This structure is conceptually analogous to a U.S. tax-free spin-off under Section 355 of the Internal Revenue Code, though implemented under Swiss law with distinct requirements and advantages. Notably, Swiss law does not impose the anti-avoidance 'device' test or mandatory holding periods that apply to U.S. spin-offs, allowing for greater flexibility in executing an immediate post-spin-off sale.
Mechanics of the Demerger Structure
Step 1: Formation and Capitalization of Yellow Jersey Therapeutics
Numab first transferred the NM26 program — including all related intellectual property rights, regulatory documentation, manufacturing know-how, the Kaken Pharmaceutical collaboration agreement, and any dedicated liabilities — into a newly formed Swiss subsidiary, Yellow Jersey Therapeutics AG. This transfer was structured as an Ausgliederung (demerger/spin-off) under Swiss corporate law.
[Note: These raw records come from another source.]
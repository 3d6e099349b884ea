use glam::Vec3;
use orrery_common::SplitMix64;
use std::sync::Arc;

use crate::request::TileParams;

/// A generated heightfield tile. Cloning shares the sample buffer.
#[derive(Debug, Clone, PartialEq)]
pub struct TileData {
    pub position: Vec3,
    pub size: f32,
    pub lod: u32,
    pub resolution: u32,
    /// Row-major `resolution * resolution` height samples.
    pub heights: Arc<[f32]>,
}

impl TileData {
    /// Height at grid cell `(x, y)`, if inside the tile.
    pub fn sample(&self, x: u32, y: u32) -> Option<f32> {
        if x >= self.resolution || y >= self.resolution {
            return None;
        }
        self.heights
            .get((y * self.resolution + x) as usize)
            .copied()
    }

    pub fn sample_count(&self) -> usize {
        self.heights.len()
    }
}

#[derive(Debug, Clone, PartialEq, thiserror::Error)]
pub enum GenerationError {
    #[error("invalid tile parameters: {0}")]
    InvalidParams(String),
    #[error("generator failed: {0}")]
    Failed(String),
    #[error("generator panicked: {0}")]
    Panicked(String),
}

/// Produces tile content. Called from worker threads, so it must be shareable
/// and must not assume which thread it runs on.
pub trait TileGenerator: Send + Sync + 'static {
    fn generate(&self, params: &TileParams) -> Result<TileData, GenerationError>;
}

impl<F> TileGenerator for F
where
    F: Fn(&TileParams) -> Result<TileData, GenerationError> + Send + Sync + 'static,
{
    fn generate(&self, params: &TileParams) -> Result<TileData, GenerationError> {
        self(params)
    }
}

/// Fractal value-noise heightfield over the tile's x/y plane.
///
/// Reads `amplitude`, `frequency` and `octaves` from the generation config,
/// falling back to the generator's own defaults. Output depends only on the
/// parameters, so the same request always yields the same tile.
#[derive(Debug, Clone)]
pub struct HeightfieldGenerator {
    pub amplitude: f64,
    pub frequency: f64,
    pub octaves: u32,
}

impl Default for HeightfieldGenerator {
    fn default() -> Self {
        Self {
            amplitude: 100.0,
            frequency: 0.002,
            octaves: 4,
        }
    }
}

impl HeightfieldGenerator {
    fn lattice(seed: u64, x: i64, y: i64) -> f64 {
        (SplitMix64::hash3(seed, x, y, 0) >> 11) as f64 / (1u64 << 53) as f64
    }

    fn value_noise(seed: u64, x: f64, y: f64) -> f64 {
        let (x0, y0) = (x.floor(), y.floor());
        let (tx, ty) = (smooth(x - x0), smooth(y - y0));
        let (ix, iy) = (x0 as i64, y0 as i64);
        let a = Self::lattice(seed, ix, iy);
        let b = Self::lattice(seed, ix + 1, iy);
        let c = Self::lattice(seed, ix, iy + 1);
        let d = Self::lattice(seed, ix + 1, iy + 1);
        let top = a + (b - a) * tx;
        let bottom = c + (d - c) * tx;
        top + (bottom - top) * ty
    }

    fn height_at(&self, seed: u64, x: f64, y: f64, shape: (f64, f64, u32)) -> f32 {
        let (mut amp, mut freq, octaves) = shape;
        let mut total = 0.0;
        for octave in 0..octaves {
            let n = Self::value_noise(seed.wrapping_add(octave as u64), x * freq, y * freq);
            total += (n * 2.0 - 1.0) * amp;
            amp *= 0.5;
            freq *= 2.0;
        }
        total as f32
    }
}

fn smooth(t: f64) -> f64 {
    t * t * (3.0 - 2.0 * t)
}

impl TileGenerator for HeightfieldGenerator {
    fn generate(&self, params: &TileParams) -> Result<TileData, GenerationError> {
        if params.resolution < 2 {
            return Err(GenerationError::InvalidParams(format!(
                "resolution must be at least 2, got {}",
                params.resolution
            )));
        }
        if !(params.size > 0.0) || !params.position.is_finite() {
            return Err(GenerationError::InvalidParams(format!(
                "tile size {} at {:?} is not usable",
                params.size, params.position
            )));
        }
        let config = &params.config;
        let amplitude = config.param("amplitude").unwrap_or(self.amplitude);
        let frequency = config.param("frequency").unwrap_or(self.frequency);
        let octaves = config
            .param("octaves")
            .map(|o| o.max(1.0) as u32)
            .unwrap_or(self.octaves);

        let res = params.resolution;
        let step = params.size as f64 / (res - 1) as f64;
        let origin = params.position.as_dvec3();
        let heights: Vec<f32> = (0..res * res)
            .map(|i| {
                let x = origin.x + (i % res) as f64 * step;
                let y = origin.y + (i / res) as f64 * step;
                self.height_at(config.seed, x, y, (amplitude, frequency, octaves))
            })
            .collect();

        Ok(TileData {
            position: params.position,
            size: params.size,
            lod: params.lod,
            resolution: res,
            heights: heights.into(),
        })
    }
}
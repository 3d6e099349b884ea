use glam::Vec3;
use orrery_common::{Aabb, BodyId};
use orrery_kernel::BodyEvent;
use parking_lot::RwLock;
use serde::{Deserialize, Serialize};
use std::collections::HashMap;
use std::sync::Arc;
use std::time::Instant;

use crate::lookup::BodyLookup;
use crate::query::{QueryShape, SpatialQueryResult};

/// Octree shared between threads. Readers may query concurrently; any
/// mutation takes the write lock.
pub type SharedOctree = Arc<RwLock<Octree>>;

/// Split thresholds for the octree.
#[derive(Debug, Clone, Copy, PartialEq, Eq, Serialize, Deserialize)]
#[serde(default)]
pub struct OctreeConfig {
    /// A leaf splits once it holds more bodies than this.
    pub max_bodies_per_node: usize,
    /// Leaves at this depth never split and accept any number of bodies.
    pub max_depth: u32,
}

impl Default for OctreeConfig {
    fn default() -> Self {
        Self {
            max_bodies_per_node: 8,
            max_depth: 6,
        }
    }
}

/// Deepest `max_depth` accepted. Past this, child cells of any realistic
/// world are smaller than f32 can separate.
pub const MAX_OCTREE_DEPTH: u32 = 32;

#[derive(Debug, Clone, PartialEq, Eq, thiserror::Error)]
pub enum OctreeConfigError {
    #[error("max_bodies_per_node must be at least 1")]
    ZeroCapacity,
    #[error("max_depth {0} exceeds the limit of {MAX_OCTREE_DEPTH}")]
    DepthTooLarge(u32),
}

impl OctreeConfig {
    pub fn validate(&self) -> Result<(), OctreeConfigError> {
        if self.max_bodies_per_node == 0 {
            return Err(OctreeConfigError::ZeroCapacity);
        }
        if self.max_depth > MAX_OCTREE_DEPTH {
            return Err(OctreeConfigError::DepthTooLarge(self.max_depth));
        }
        Ok(())
    }

    /// Nearest valid config: capacity raised to 1, depth capped.
    pub fn clamped(self) -> Self {
        Self {
            max_bodies_per_node: self.max_bodies_per_node.max(1),
            max_depth: self.max_depth.min(MAX_OCTREE_DEPTH),
        }
    }
}

/// Shape statistics for profiling overlays.
#[derive(Debug, Clone, Default, PartialEq, Eq)]
pub struct OctreeStats {
    pub node_count: usize,
    pub leaf_count: usize,
    pub body_count: usize,
    /// Deepest node currently allocated.
    pub max_depth: u32,
    /// Largest body count held by a single leaf.
    pub max_leaf_bodies: usize,
}

struct OctreeNode {
    bounds: Aabb,
    depth: u32,
    bodies: Vec<(BodyId, Vec3)>,
    children: Option<Box<[OctreeNode; 8]>>,
}

impl OctreeNode {
    fn leaf(bounds: Aabb, depth: u32) -> Self {
        Self {
            bounds,
            depth,
            bodies: Vec::new(),
            children: None,
        }
    }

    fn insert(&mut self, id: BodyId, position: Vec3, config: &OctreeConfig) {
        match &mut self.children {
            Some(children) => {
                let octant = self.bounds.octant_of(position);
                children[octant].insert(id, position, config);
            }
            None => {
                self.bodies.push((id, position));
                if self.should_split(config) {
                    self.split(config);
                }
            }
        }
    }

    fn should_split(&self, config: &OctreeConfig) -> bool {
        self.bodies.len() > config.max_bodies_per_node && self.depth < config.max_depth
    }

    /// Turn this leaf into 8 children and push its bodies down, recursing into
    /// any child that is immediately over capacity.
    fn split(&mut self, config: &OctreeConfig) {
        debug_assert!(self.children.is_none(), "split called on interior node");
        debug_assert!(
            self.depth < config.max_depth,
            "split past max depth {}",
            config.max_depth
        );
        let bounds = self.bounds;
        let depth = self.depth + 1;
        let mut children: Box<[OctreeNode; 8]> = Box::new(std::array::from_fn(|i| {
            OctreeNode::leaf(bounds.octant_bounds(i), depth)
        }));
        for (id, position) in self.bodies.drain(..) {
            children[bounds.octant_of(position)]
                .bodies
                .push((id, position));
        }
        for child in children.iter_mut() {
            if child.should_split(config) {
                child.split(config);
            }
        }
        tracing::trace!(depth = self.depth, "octree node split");
        self.children = Some(children);
    }

    /// Remove by descending along `position`, the body's last known location.
    fn remove_at(&mut self, id: BodyId, position: Vec3) -> bool {
        match &mut self.children {
            Some(children) => {
                let octant = self.bounds.octant_of(position);
                children[octant].remove_at(id, position)
            }
            None => self.remove_local(id),
        }
    }

    /// Fallback removal that searches every leaf.
    fn remove_scan(&mut self, id: BodyId) -> bool {
        match &mut self.children {
            Some(children) => children.iter_mut().any(|c| c.remove_scan(id)),
            None => self.remove_local(id),
        }
    }

    fn remove_local(&mut self, id: BodyId) -> bool {
        match self.bodies.iter().position(|(b, _)| *b == id) {
            Some(index) => {
                self.bodies.swap_remove(index);
                true
            }
            None => false,
        }
    }

    fn collect_sphere(
        &self,
        center: Vec3,
        radius: f32,
        out: &mut Vec<BodyId>,
        visited: &mut usize,
    ) {
        *visited += 1;
        if !self.bounds.intersects_sphere(center, radius) {
            return;
        }
        let r2 = radius * radius;
        out.extend(
            self.bodies
                .iter()
                .filter(|(_, p)| p.distance_squared(center) <= r2)
                .map(|(id, _)| *id),
        );
        if let Some(children) = &self.children {
            for child in children.iter() {
                child.collect_sphere(center, radius, out, visited);
            }
        }
    }

    fn collect_box(&self, region: &Aabb, out: &mut Vec<BodyId>, visited: &mut usize) {
        *visited += 1;
        if !self.bounds.intersects(region) {
            return;
        }
        out.extend(
            self.bodies
                .iter()
                .filter(|(_, p)| region.contains_point(*p))
                .map(|(id, _)| *id),
        );
        if let Some(children) = &self.children {
            for child in children.iter() {
                child.collect_box(region, out, visited);
            }
        }
    }

    fn visit(&self, f: &mut impl FnMut(&OctreeNode)) {
        f(self);
        if let Some(children) = &self.children {
            for child in children.iter() {
                child.visit(f);
            }
        }
    }
}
YJT was formed on May 24, 2024 and registered in the Swiss Commercial Register. The Swiss Official Gazette of Commerce (SHAB) No. 99, published May 24, 2024, documents the formation as a Neueintragung (new registration) with Swiss company identification number (UID) CHE-305.167.117. The entry explicitly identifies the entity as an "Ausgliederung von Numab Therapeutics" (spin-off from Numab Therapeutics).
Under Swiss tax law, this push-down of assets into a subsidiary can qualify as a tax-neutral reorganization under Article 61(1) lit. b of the Federal Direct Tax Act, provided that: (1) the transferred assets constitute a Teilbetrieb (business unit or functional subdivision), (2) the assets transfer at book value rather than fair market value, and (3) both entities remain subject to taxation in Switzerland. At this stage, YJT was a wholly owned subsidiary of Numab; Numab's shareholders did not yet directly own YJT shares.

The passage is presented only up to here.